Journal of information and communication convergence engineering 2023; 21(4): 346-350

Published online December 31, 2023 https://doi.org/10.56977/jicce.2023.21.4.346

Copyright © Korea Institute of Information and Communication Engineering.

Effects of CNN Backbone on Trajectory Prediction Models for Autonomous Vehicle

Seoyoung Lee *, Hyogyeong Park , Yeonhwi You , Sungjung Yong , and Il-Young Moon* , Member, KIICE

Department of Computer Science and Engineering, Korea University of Technology and Education, Cheonan 31253, Republic of Korea

Correspondence to:Il-Young Moon (E-mail: iymoon@koreatech.ac.kr)
Department of Computer Science and Engineering, Korea University of Technology and Education, Cheonan 31253, Republic of Korea

Received: July 8, 2023; Revised: October 23, 2023; Accepted: October 23, 2023

This is an Open Access article distributed under the terms of the Creative Commons Attribution Non-Commercial License (http://creativecommons.org/licenses/by-nc/3.0/) which permits unrestricted non-commercial use, distribution, and reproduction in any medium, provided the original work is properly cited.

Abstract

Trajectory prediction is an essential element for driving autonomous vehicles, and various trajectory prediction models have emerged with the development of deep learning technology. Convolutional neural network (CNN) is the most commonly used neural network architecture for extracting the features of visual images, and the latest models exhibit high performances. This study was conducted to identify an efficient CNN backbone model among the components of deep learning models for trajectory prediction. We changed the existing CNN backbone network of multiple-trajectory prediction models used as feature extractors to various state-of-the-art CNN models. The experiment was conducted using nuScenes, which is a dataset used for the development of autonomous vehicles. The results of each model were compared using frequently used evaluation metrics for trajectory prediction. Analyzing the impact of the backbone can improve the performance of the trajectory prediction task. Investigating the influence of the backbone on multiple deep learning models can be a future challenge.

Keywords: Autonomous Driving, CNN, Deep Learning, Trajectory Prediction

I. INTRODUCTION

Trajectory prediction has become an increasingly critical task owing to rapid advancements in the research and development of autonomous vehicles. With the development of deep learning technologies, various models are continuously being developed for predicting the paths of autonomous vehicles.

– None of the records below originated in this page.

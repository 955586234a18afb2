//! Configuration and builders for circuit breakers.

use std::sync::Arc;

use once_cell::sync::Lazy;

use crate::breaker::CircuitBreaker;
use crate::clock::{Clock, SystemClock};
use crate::error::{ConfigError, ConfigResult};
use crate::instrument::{Instrumenter, NoopInstrumenter};
use crate::metrics::RollingMetrics;
use crate::storage::MetricsStorage;

/// Process-wide default configuration, shared by breakers built without an
/// explicit config.
static DEFAULT_CONFIG: Lazy<Arc<Config>> = Lazy::new(|| Arc::new(Config::default()));

/// Immutable circuit breaker tunables.
///
/// Built through [`Config::builder`]; validation happens once at build time
/// and never again, so a `Config` in hand is always internally consistent.
#[derive(Debug, Clone, PartialEq, Eq)]
pub struct Config {
    force_open: bool,
    force_closed: bool,
    sleep_window_seconds: u64,
    request_volume_threshold: u64,
    error_threshold_percentage: u8,
    window_size_in_seconds: u64,
    bucket_size_in_seconds: u64,
}

impl Default for Config {
    fn default() -> Self {
        Self {
            force_open: false,
            force_closed: false,
            sleep_window_seconds: 5,
            request_volume_threshold: 20,
            error_threshold_percentage: 50,
            window_size_in_seconds: 60,
            bucket_size_in_seconds: 10,
        }
    }
}

impl Config {
    /// Creates a builder seeded with the defaults.
    pub fn builder() -> ConfigBuilder {
        ConfigBuilder::new()
    }

    /// The shared default configuration.
    pub(crate) fn shared_default() -> Arc<Config> {
        Arc::clone(&DEFAULT_CONFIG)
    }

    /// When true, every request is denied regardless of metrics.
    pub fn force_open(&self) -> bool {
        self.force_open
    }

    /// When true, every request is allowed regardless of metrics.
    pub fn force_closed(&self) -> bool {
        self.force_closed
    }

    /// Cooldown after tripping before a probe request is allowed.
    pub fn sleep_window_seconds(&self) -> u64 {
        self.sleep_window_seconds
    }

    /// Minimum in-window requests before the breaker may trip at all.
    pub fn request_volume_threshold(&self) -> u64 {
        self.request_volume_threshold
    }

    /// Failure-rate percentage at or above which the breaker trips.
    pub fn error_threshold_percentage(&self) -> u8 {
        self.error_threshold_percentage
    }

    /// Total trailing window duration.
    pub fn window_size_in_seconds(&self) -> u64 {
        self.window_size_in_seconds
    }

    /// Granularity of the window.
    pub fn bucket_size_in_seconds(&self) -> u64 {
        self.bucket_size_in_seconds
    }

    /// Number of buckets the window is divided into.
    pub fn number_of_buckets(&self) -> u64 {
        self.window_size_in_seconds / self.bucket_size_in_seconds
    }
}

/// Builder for [`Config`]. Every option is optional and defaults to the
/// values documented on its setter.
#[derive(Debug, Clone)]
pub struct ConfigBuilder {
    config: Config,
}

impl Default for ConfigBuilder {
    fn default() -> Self {
        Self::new()
    }
}

impl ConfigBuilder {
    /// Creates a builder seeded with the defaults.
    pub fn new() -> Self {
        Self {
            config: Config::default(),
        }
    }

    /// Deny every request, overriding metrics. Default `false`.
    pub fn force_open(mut self, force_open: bool) -> Self {
        self.config.force_open = force_open;
        self
    }

    /// Allow every request, overriding metrics (and `force_open`).
    /// Default `false`.
    pub fn force_closed(mut self, force_closed: bool) -> Self {
        self.config.force_closed = force_closed;
        self
    }

    /// Cooldown in seconds after tripping before a probe is allowed.
    /// Default 5.
    pub fn sleep_window_seconds(mut self, seconds: u64) -> Self {
        self.config.sleep_window_seconds = seconds;
        self
    }

    /// Minimum in-window requests before the breaker may trip. Default 20.
    pub fn request_volume_threshold(mut self, threshold: u64) -> Self {
        self.config.request_volume_threshold = threshold;
        self
    }

    /// Failure percentage (0..=100) at or above which the breaker trips.
    /// Default 50.
    pub fn error_threshold_percentage(mut self, percentage: u8) -> Self {
        self.config.error_threshold_percentage = percentage;
        self
    }

    /// Total trailing window duration in seconds. Default 60.
    pub fn window_size_in_seconds(mut self, seconds: u64) -> Self {
        self.config.window_size_in_seconds = seconds;
        self
    }

    /// Bucket granularity in seconds. Must divide the window size evenly
    /// and be strictly smaller than it. Default 10.
    pub fn bucket_size_in_seconds(mut self, seconds: u64) -> Self {
        self.config.bucket_size_in_seconds = seconds;
        self
    }

    /// Validates and builds the configuration.
    pub fn build(self) -> ConfigResult<Config> {
        let config = self.config;
        if config.bucket_size_in_seconds == 0 {
            return Err(ConfigError::BucketSizeZero);
        }
        if config.bucket_size_in_seconds >= config.window_size_in_seconds {
            return Err(ConfigError::BucketExceedsWindow {
                bucket_size_in_seconds: config.bucket_size_in_seconds,
                window_size_in_seconds: config.window_size_in_seconds,
            });
        }
        if config.window_size_in_seconds % config.bucket_size_in_seconds != 0 {
            return Err(ConfigError::WindowNotDivisible {
                bucket_size_in_seconds: config.bucket_size_in_seconds,
                window_size_in_seconds: config.window_size_in_seconds,
            });
        }
        Ok(config)
    }
}

/// Builder for [`CircuitBreaker`]. Every part is optional: the default is
/// the shared default config, a fresh in-memory rolling metrics, the system
/// clock, and a no-op instrumenter.
pub struct BreakerBuilder {
    config: Option<Arc<Config>>,
    metrics: Option<RollingMetrics>,
    storage: Option<Box<dyn MetricsStorage>>,
    clock: Arc<dyn Clock>,
    instrumenter: Arc<dyn Instrumenter>,
}

impl Default for BreakerBuilder {
    fn default() -> Self {
        Self::new()
    }
}

impl BreakerBuilder {
    /// Creates a builder with default settings.
    pub fn new() -> Self {
        Self {
            config: None,
            metrics: None,
            storage: None,
            clock: Arc::new(SystemClock),
            instrumenter: Arc::new(NoopInstrumenter),
        }
    }

    /// Sets the configuration.
    pub fn config(mut self, config: Config) -> Self {
        self.config = Some(Arc::new(config));
        self
    }

    /// Supplies a pre-built rolling metrics instance. Takes precedence over
    /// [`storage`](Self::storage) and [`clock`](Self::clock) for the
    /// metrics side; the breaker itself still uses the builder's clock for
    /// sleep-window timing, so tests driving a [`ManualClock`](crate::ManualClock)
    /// should share one instance between the two.
    pub fn metrics(mut self, metrics: RollingMetrics) -> Self {
        self.metrics = Some(metrics);
        self
    }

    /// Sets the counter storage backend for the breaker-built metrics.
    pub fn storage(mut self, storage: Box<dyn MetricsStorage>) -> Self {
        self.storage = Some(storage);
        self
    }

    /// Sets the clock used for bucket rotation and sleep-window timing.
    pub fn clock(mut self, clock: Arc<dyn Clock>) -> Self {
        self.clock = clock;
        self
    }

    /// Sets the instrumenter notified of breaker events.
    pub fn instrumenter(mut self, instrumenter: Arc<dyn Instrumenter>) -> Self {
        self.instrumenter = instrumenter;
        self
    }

    /// Builds the circuit breaker.
    pub fn build(self) -> CircuitBreaker {
        let config = self.config.unwrap_or_else(Config::shared_default);
        let metrics = match self.metrics {
            Some(metrics) => metrics,
            None => {
                let mut metrics =
                    RollingMetrics::from_config(&config).with_clock(Arc::clone(&self.clock));
                if let Some(storage) = self.storage {
                    metrics = metrics.with_storage(storage);
                }
                metrics
            }
        };
        CircuitBreaker::from_parts(config, metrics, self.clock, self.instrumenter)
    }
}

Existing models for path prediction perform future predictions based on an agent's previous displacement or state values, such as in terms of velocity and acceleration. However, recent models are increasing their real-world potential by reflecting complex elements such as interactions with peripheral agents and surrounding situations. Owing to the development of various high-precision sensors such as LiDAR and radars, as well as the continuous emergence of large datasets for autonomous vehicles, models with more sophisticated methods and advanced performances are expected to be developed [1]. Depending on the type of input and output, type of deep learning model, response of the surroundings, and number of trajectories to be predicted, several types of deep learning-based trajectory prediction models have emerged, each model with advantages and disadvantages.

When considering the structure of complex elements and various models, a convolutional neural network (CNN) is a neural network structure commonly used for the feature extraction of image data from surrounding situations. CNN models are known to have superior performances. In addition, CNN have been used as backbone models for deep learningbased path prediction models [2, 3]. This study aimed to find an efficient CNN backbone to improve the performance of a trajectory prediction model.

We address the existing research on trajectory prediction methods based on nuScenes, which is a dataset for autonomous vehicle development, and Multiple-Trajectory Prediction (MTP) models, which are a type of deep learning-based multimode trajectory prediction models. As shown in Fig. 1, we used a rasterized bird’s eye view (BEV) image from the nuScenes dataset as input. We observed performance changes when changing MobileNetV2, which is a backbone model used for feature extraction in the MTP model, to other stateof-the-art performing CNN models:ResNet18, ResNet50, Res-NeXt50, and WideResNet50.

Figure 1. Rasterized bird’s eye view input image.

II. BACKGROUND

A. MTP Model

An MTP is a model used in deep learning-based autonomous driving. A rasterized BEV image and the current state of the agent vehicle (speed, acceleration, and direction change rate) are used as input. The vehicle coordinates and probabilities of H seconds for multiple M modes are the output [4]. The image input in the form of a rasterized BEV enables us to consider the impact of the interaction between the autonomous vehicle and the surrounding environment; however, it limits the vehiclés cognitive module performance [5]. Fig. 1 shows the shape of the input image. The final loss function used in the model is given by (1):

LijMTP=Lijclass+α m=1MIm=m*Lτij,τ˜imj,

where α is a hyperparameter that balances two losses, and Ip is a binary index function that returns a value of zero or one, depending on condition p. The single-mode loss function L is given by (2). This is the average displacement error of an autonomous vehicle; τij denotes an actual trajectory, and τimj denotes a trajectory predicted in the mth mode.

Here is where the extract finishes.